• **THE PROBLEM**
Copy out each record below, exactly as given.

[DATA EXTRACT Boundary: Start]

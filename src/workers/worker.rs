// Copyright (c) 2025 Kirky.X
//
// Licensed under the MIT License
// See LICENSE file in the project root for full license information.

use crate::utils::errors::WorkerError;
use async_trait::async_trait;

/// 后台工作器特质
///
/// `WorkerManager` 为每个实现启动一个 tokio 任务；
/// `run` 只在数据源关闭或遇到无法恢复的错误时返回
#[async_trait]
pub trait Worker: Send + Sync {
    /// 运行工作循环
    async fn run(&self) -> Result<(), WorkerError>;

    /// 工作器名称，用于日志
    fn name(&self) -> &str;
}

[DATA EXTRACT Boundary: End]

• **TASK ANSWER**
filename src/workers/worker.rs
// Copyright (c) 2025 Kirky.X
//
// Licensed under the MIT License
// See LICENSE file in the project root for full license information.

use crate::utils::errors::WorkerError;
use async_trait::async_trait;

/// 后台工作器特质
///
/// `WorkerManager` 为每个实现启动一个 tokio 任务；
/// `run` 只在数据源关闭或遇到无法恢复的错误时返回
#[async_trait]
pub trait Worker: Send + Sync {
    /// 运行工作循环
    async fn run(&self) -> Result<(), WorkerError>;

    /// 工作器名称，用于日志
    fn name(&self) -> &str;
}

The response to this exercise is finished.